**Material supplied**
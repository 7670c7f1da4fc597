/// External configuration loader.
///
/// Reads `config.toml` from the executable's directory (or CWD).
/// Every key has a default; a missing file, a missing key or a parse error
/// falls back to defaults. Problems are collected in `warnings` so they
/// can be logged once the subscriber is up.

use serde::Deserialize;
use std::path::{Path, PathBuf};

use crate::domain::player::PlayerTuning;
use crate::sim::level::LevelTuning;
use crate::sim::world::Tuning;

// ── Public Config Struct ──

#[derive(Clone, Debug)]
pub struct GameConfig {
    pub physics: PhysicsConfig,
    pub timing: TimingConfig,
    pub enemy: EnemyConfig,
    pub game: RulesConfig,
    pub gamepad: GamepadConfig,
    pub levels_dir: PathBuf,
    pub log_file: PathBuf,
    pub log_level: String,
    pub warnings: Vec<String>,
}

#[derive(Clone, Debug)]
pub struct PhysicsConfig {
    pub gravity: f32,          // units / frame²
    pub jump_impulse: f32,     // units / frame
    pub walk_speed: f32,       // units / frame
    pub max_fall_speed: f32,   // keep below half a tile or floors get skipped
}

#[derive(Clone, Debug)]
pub struct TimingConfig {
    pub frame_rate: u32,
    pub invincibility_secs: f32,
    pub respawn_delay_secs: f32,
    pub complete_delay_secs: f32,
}

#[derive(Clone, Debug)]
pub struct EnemyConfig {
    pub speed: f32,            // units / frame
    pub patrol_range: f32,     // units either side of the spawn column
}

#[derive(Clone, Debug)]
pub struct RulesConfig {
    pub starting_lives: u32,
    pub starting_health: u32,
    pub diamond_score: u32,
    pub level_score: u32,
    pub level_count: u32,
}

#[derive(Clone, Debug)]
pub struct GamepadConfig {
    pub jump: Vec<String>,
    pub confirm: Vec<String>,
    pub cancel: Vec<String>,
    pub pause: Vec<String>,
    pub restart: Vec<String>,
}

// ── TOML Schema (with serde defaults) ──

#[derive(Deserialize, Debug, Default)]
struct TomlConfig {
    #[serde(default)]
    physics: TomlPhysics,
    #[serde(default)]
    timing: TomlTiming,
    #[serde(default)]
    enemy: TomlEnemy,
    #[serde(default)]
    game: TomlGame,
    #[serde(default)]
    gamepad: TomlGamepad,
    #[serde(default)]
    general: TomlGeneral,
}

#[derive(Deserialize, Debug)]
struct TomlPhysics {
    #[serde(default = "default_gravity")]
    gravity: f32,
    #[serde(default = "default_jump_impulse")]
    jump_impulse: f32,
    #[serde(default = "default_walk_speed")]
    walk_speed: f32,
    #[serde(default = "default_max_fall")]
    max_fall_speed: f32,
}

#[derive(Deserialize, Debug)]
struct TomlTiming {
    #[serde(default = "default_frame_rate")]
    frame_rate: u32,
    #[serde(default = "default_invincibility")]
    invincibility_secs: f32,
    #[serde(default = "default_respawn_delay")]
    respawn_delay_secs: f32,
    #[serde(default = "default_complete_delay")]
    complete_delay_secs: f32,
}

#[derive(Deserialize, Debug)]
struct TomlEnemy {
    #[serde(default = "default_enemy_speed")]
    speed: f32,
    #[serde(default = "default_patrol_range")]
    patrol_range: f32,
}

#[derive(Deserialize, Debug)]
struct TomlGame {
    #[serde(default = "default_lives")]
    starting_lives: u32,
    #[serde(default = "default_health")]
    starting_health: u32,
    #[serde(default = "default_diamond_score")]
    diamond_score: u32,
    #[serde(default = "default_level_score")]
    level_score: u32,
    #[serde(default = "default_level_count")]
    level_count: u32,
}

#[derive(Deserialize, Debug)]
struct TomlGamepad {
    #[serde(default = "default_jump_buttons")]
    jump: Vec<String>,
    #[serde(default = "default_confirm")]
    confirm: Vec<String>,
    #[serde(default = "default_cancel")]
    cancel: Vec<String>,
    #[serde(default = "default_pause")]
    pause: Vec<String>,
    #[serde(default = "default_restart")]
    restart: Vec<String>,
}

#[derive(Deserialize, Debug)]
struct TomlGeneral {
    #[serde(default = "default_levels_dir")]
    levels_dir: String,
    #[serde(default = "default_log_file")]
    log_file: String,
    #[serde(default = "default_log_level")]
    log_level: String,
}

// ── Defaults ──

fn default_gravity() -> f32 { 0.5 }
fn default_jump_impulse() -> f32 { 10.0 }   // apex 95 units: two tiles up, not three
fn default_walk_speed() -> f32 { 4.0 }
fn default_max_fall() -> f32 { 15.0 }
fn default_frame_rate() -> u32 { 60 }
fn default_invincibility() -> f32 { 2.0 }
fn default_respawn_delay() -> f32 { 1.0 }
fn default_complete_delay() -> f32 { 3.0 }
fn default_enemy_speed() -> f32 { 2.0 }
fn default_patrol_range() -> f32 { 100.0 }
fn default_lives() -> u32 { 3 }
fn default_health() -> u32 { 3 }
fn default_diamond_score() -> u32 { 100 }
fn default_level_score() -> u32 { 500 }
fn default_level_count() -> u32 { 3 }

fn default_jump_buttons() -> Vec<String> { vec!["A".into(), "B".into()] }
fn default_confirm() -> Vec<String> { vec!["Start".into(), "A".into()] }
fn default_cancel() -> Vec<String> { vec!["Select".into()] }
fn default_pause() -> Vec<String> { vec!["Start".into()] }
fn default_restart() -> Vec<String> { vec!["Y".into()] }
fn default_levels_dir() -> String { "levels".into() }
fn default_log_file() -> String { "diamondrush.log".into() }
fn default_log_level() -> String { "info".into() }

impl Default for TomlPhysics {
    fn default() -> Self {
        TomlPhysics {
            gravity: default_gravity(),
            jump_impulse: default_jump_impulse(),
            walk_speed: default_walk_speed(),
            max_fall_speed: default_max_fall(),
        }
    }
}

impl Default for TomlTiming {
    fn default() -> Self {
        TomlTiming {
            frame_rate: default_frame_rate(),
            invincibility_secs: default_invincibility(),
            respawn_delay_secs: default_respawn_delay(),
            complete_delay_secs: default_complete_delay(),
        }
    }
}

impl Default for TomlEnemy {
    fn default() -> Self {
        TomlEnemy { speed: default_enemy_speed(), patrol_range: default_patrol_range() }
    }
}

impl Default for TomlGame {
    fn default() -> Self {
        TomlGame {
            starting_lives: default_lives(),
            starting_health: default_health(),
            diamond_score: default_diamond_score(),
            level_score: default_level_score(),
            level_count: default_level_count(),
        }
    }
}

impl Default for TomlGamepad {
    fn default() -> Self {
        TomlGamepad {
            jump: default_jump_buttons(),
            confirm: default_confirm(),
            cancel: default_cancel(),
            pause: default_pause(),
            restart: default_restart(),
        }
    }
}

impl Default for TomlGeneral {
    fn default() -> Self {
        TomlGeneral {
            levels_dir: default_levels_dir(),
            log_file: default_log_file(),
            log_level: default_log_level(),
        }
    }
}

// ── Loading ──

impl GameConfig {
    /// Load config from `config.toml`.
    /// Search order: (1) exe directory, (2) current working directory.
    pub fn load() -> Self {
        let search_dirs = candidate_dirs();
        let mut warnings = vec![];
        let toml_cfg = load_toml(&search_dirs, &mut warnings);
        GameConfig::from_toml(toml_cfg, &search_dirs, warnings)
    }

    /// Parse a config document directly (no file search).
    #[cfg(test)]
    pub fn from_str(text: &str) -> Self {
        let mut warnings = vec![];
        let cfg = parse_toml(text, Path::new("config.toml"), &mut warnings);
        GameConfig::from_toml(cfg, &[], warnings)
    }

    fn from_toml(toml_cfg: TomlConfig, search_dirs: &[PathBuf], mut warnings: Vec<String>) -> Self {
        let levels_dir = resolve_dir(&toml_cfg.general.levels_dir, search_dirs);

        let mut frame_rate = toml_cfg.timing.frame_rate;
        if frame_rate == 0 {
            warnings.push("timing.frame_rate must be positive; using 60".into());
            frame_rate = default_frame_rate();
        }

        GameConfig {
            physics: PhysicsConfig {
                gravity: toml_cfg.physics.gravity,
                jump_impulse: toml_cfg.physics.jump_impulse,
                walk_speed: toml_cfg.physics.walk_speed,
                max_fall_speed: toml_cfg.physics.max_fall_speed,
            },
            timing: TimingConfig {
                frame_rate,
                invincibility_secs: toml_cfg.timing.invincibility_secs,
                respawn_delay_secs: toml_cfg.timing.respawn_delay_secs,
                complete_delay_secs: toml_cfg.timing.complete_delay_secs,
            },
            enemy: EnemyConfig {
                speed: toml_cfg.enemy.speed,
                patrol_range: toml_cfg.enemy.patrol_range,
            },
            game: RulesConfig {
                starting_lives: toml_cfg.game.starting_lives.max(1),
                starting_health: toml_cfg.game.starting_health.max(1),
                diamond_score: toml_cfg.game.diamond_score,
                level_score: toml_cfg.game.level_score,
                level_count: toml_cfg.game.level_count.max(1),
            },
            gamepad: GamepadConfig {
                jump: toml_cfg.gamepad.jump,
                confirm: toml_cfg.gamepad.confirm,
                cancel: toml_cfg.gamepad.cancel,
                pause: toml_cfg.gamepad.pause,
                restart: toml_cfg.gamepad.restart,
            },
            levels_dir,
            log_file: PathBuf::from(toml_cfg.general.log_file),
            log_level: toml_cfg.general.log_level,
            warnings,
        }
    }

    /// Simulation tunables.
    pub fn tuning(&self) -> Tuning {
        Tuning {
            player: PlayerTuning {
                gravity: self.physics.gravity,
                jump_impulse: self.physics.jump_impulse,
                walk_speed: self.physics.walk_speed,
                max_fall_speed: self.physics.max_fall_speed,
                invincibility_secs: self.timing.invincibility_secs,
                starting_health: self.game.starting_health,
            },
            level: LevelTuning {
                enemy_speed: self.enemy.speed,
                patrol_range: self.enemy.patrol_range,
            },
            respawn_delay_secs: self.timing.respawn_delay_secs,
            complete_delay_secs: self.timing.complete_delay_secs,
            starting_lives: self.game.starting_lives,
            diamond_score: self.game.diamond_score,
            level_score: self.game.level_score,
            level_count: self.game.level_count,
        }
    }

    /// Fixed simulation step in seconds.
    pub fn frame_secs(&self) -> f32 {
        1.0 / self.timing.frame_rate as f32
    }
}

/// Relative paths are looked up in the candidate dirs; default is CWD-relative.
fn resolve_dir(name: &str, search_dirs: &[PathBuf]) -> PathBuf {
    let path = PathBuf::from(name);
    if path.is_absolute() {
        return path;
    }
    search_dirs
        .iter()
        .map(|d| d.join(name))
        .find(|p| p.is_dir())
        .unwrap_or(path)
}

/// Candidate directories to search: exe dir + CWD (deduplicated).
fn candidate_dirs() -> Vec<PathBuf> {
    let mut dirs = vec![];

    if let Ok(exe) = std::env::current_exe() {
        // Resolve symlinks so data next to the real binary is found
        let resolved = exe.canonicalize().unwrap_or(exe);
        if let Some(parent) = resolved.parent() {
            dirs.push(parent.to_path_buf());
        }
    }

    if let Ok(cwd) = std::env::current_dir() {
        if !dirs.iter().any(|d| d == &cwd) {
            dirs.push(cwd);
        }
    }

    if dirs.is_empty() {
        dirs.push(PathBuf::from("."));
    }
    dirs
}

/// First readable config.toml in the candidate directories.
fn load_toml(search_dirs: &[PathBuf], warnings: &mut Vec<String>) -> TomlConfig {
    for dir in search_dirs {
        let path = dir.join("config.toml");
        if !path.exists() {
            continue;
        }
        match std::fs::read_to_string(&path) {
            Ok(text) => return parse_toml(&text, &path, warnings),
            Err(e) => warnings.push(format!("could not read {}: {e}", path.display())),
        }
    }
    TomlConfig::default()
}

fn parse_toml(text: &str, path: &Path, warnings: &mut Vec<String>) -> TomlConfig {
    match toml::from_str::<TomlConfig>(text) {
        Ok(cfg) => cfg,
        Err(e) => {
            warnings.push(format!("{} parse error, using default settings: {e}", path.display()));
            TomlConfig::default()
        }
    }
}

**What to do**
Look back at the entries above and repeat, unchanged, every line from the line holding "impl Default for TomlGeneral" through the line holding "must be positive;".

**Answer**
impl Default for TomlGeneral {
    fn default() -> Self {
        TomlGeneral {
            levels_dir: default_levels_dir(),
            log_file: default_log_file(),
            log_level: default_log_level(),
        }
    }
}

// ── Loading ──

impl GameConfig {
    /// Load config from `config.toml`.
    /// Search order: (1) exe directory, (2) current working directory.
    pub fn load() -> Self {
        let search_dirs = candidate_dirs();
        let mut warnings = vec![];
        let toml_cfg = load_toml(&search_dirs, &mut warnings);
        GameConfig::from_toml(toml_cfg, &search_dirs, warnings)
    }

    /// Parse a config document directly (no file search).
    #[cfg(test)]
    pub fn from_str(text: &str) -> Self {
        let mut warnings = vec![];
        let cfg = parse_toml(text, Path::new("config.toml"), &mut warnings);
        GameConfig::from_toml(cfg, &[], warnings)
    }

    fn from_toml(toml_cfg: TomlConfig, search_dirs: &[PathBuf], mut warnings: Vec<String>) -> Self {
        let levels_dir = resolve_dir(&toml_cfg.general.levels_dir, search_dirs);

        let mut frame_rate = toml_cfg.timing.frame_rate;
        if frame_rate == 0 {
            warnings.push("timing.frame_rate must be positive; using 60".into());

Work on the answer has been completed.